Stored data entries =
>>>>

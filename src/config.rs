use std::path::PathBuf;
use std::str::FromStr;
use std::time::Duration;

use crate::endpoint::EndpointConfig;
use crate::error::{LinkError, Result};

/// Client-side tunables. Everything has a deployment-tested default and an
/// environment override; a `.env` file is honored for development.
#[derive(Debug, Clone)]
pub struct ClientConfig {
    /// Websocket endpoint of the voice server.
    pub server_url: String,
    /// Capacity of each jitter buffer, in blocks/frames.
    pub queue_capacity: usize,
    /// Fixed wait between reconnect attempts.
    pub reconnect_delay: Duration,
    /// Inbound silence tolerated before a liveness probe.
    pub idle_timeout: Duration,
    /// How long a probe may wait for any inbound traffic.
    pub probe_timeout: Duration,
}

impl Default for ClientConfig {
    fn default() -> Self {
        Self {
            server_url: "ws://127.0.0.1:8000/ws".to_string(),
            queue_capacity: 100,
            reconnect_delay: Duration::from_secs(5),
            idle_timeout: Duration::from_secs(20),
            probe_timeout: Duration::from_secs(3),
        }
    }
}

impl ClientConfig {
    pub fn load() -> Result<Self> {
        dotenvy::dotenv().ok();
        let defaults = Self::default();
        Ok(Self {
            server_url: env_or("VOICELINK_URL", defaults.server_url)?,
            queue_capacity: env_or("VOICELINK_QUEUE_CAPACITY", defaults.queue_capacity)?,
            reconnect_delay: secs_env_or("VOICELINK_RECONNECT_SECS", defaults.reconnect_delay)?,
            idle_timeout: secs_env_or("VOICELINK_IDLE_TIMEOUT_SECS", defaults.idle_timeout)?,
            probe_timeout: secs_env_or("VOICELINK_PROBE_TIMEOUT_SECS", defaults.probe_timeout)?,
        })
    }
}

/// Server-side tunables, including the endpoint hysteresis. The onset
/// debounce defaults to a single frame while the release needs 25; the
/// asymmetry is deliberate (fast reaction to speech, tolerance for pauses)
/// but stays tunable here.
#[derive(Debug, Clone)]
pub struct ServerConfig {
    pub bind_addr: String,
    pub endpoint: EndpointConfig,
    /// When set, finalized utterances are written here as WAV + JSON.
    pub archive_dir: Option<PathBuf>,
}

impl Default for ServerConfig {
    fn default() -> Self {
        Self {
            bind_addr: "0.0.0.0:8000".to_string(),
            endpoint: EndpointConfig::default(),
            archive_dir: None,
        }
    }
}

impl ServerConfig {
    pub fn load() -> Result<Self> {
        dotenvy::dotenv().ok();
        let defaults = Self::default();
        let endpoint_defaults = defaults.endpoint.clone();
        Ok(Self {
            bind_addr: env_or("VOICELINK_BIND", defaults.bind_addr)?,
            endpoint: EndpointConfig {
                threshold: env_or("VOICELINK_VAD_THRESHOLD", endpoint_defaults.threshold)?,
                trigger_frames: env_or(
                    "VOICELINK_TRIGGER_FRAMES",
                    endpoint_defaults.trigger_frames,
                )?,
                end_frames: env_or("VOICELINK_END_FRAMES", endpoint_defaults.end_frames)?,
                pre_roll_frames: env_or(
                    "VOICELINK_PRE_ROLL_FRAMES",
                    endpoint_defaults.pre_roll_frames,
                )?,
            },
            archive_dir: std::env::var("VOICELINK_ARCHIVE_DIR").ok().map(PathBuf::from),
        })
    }
}

fn env_or<T>(key: &str, default: T) -> Result<T>
where
    T: FromStr,
    T::Err: std::fmt::Display,
{
    match std::env::var(key) {
        Ok(raw) => raw.parse().map_err(|e| {
            log::error!("invalid value for {key}: {raw:?}");
            LinkError::Config(format!("{key}={raw:?}: {e}"))
        }),
        Err(_) => Ok(default),
    }
}

fn secs_env_or(key: &str, default: Duration) -> Result<Duration> {
    Ok(Duration::from_secs(env_or(key, default.as_secs())?))
}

<<<<

Exercise directions = Return a copy of every line in the records that includes the string "ClientConfig".

Task output =
pub struct ClientConfig {
impl Default for ClientConfig {
impl ClientConfig {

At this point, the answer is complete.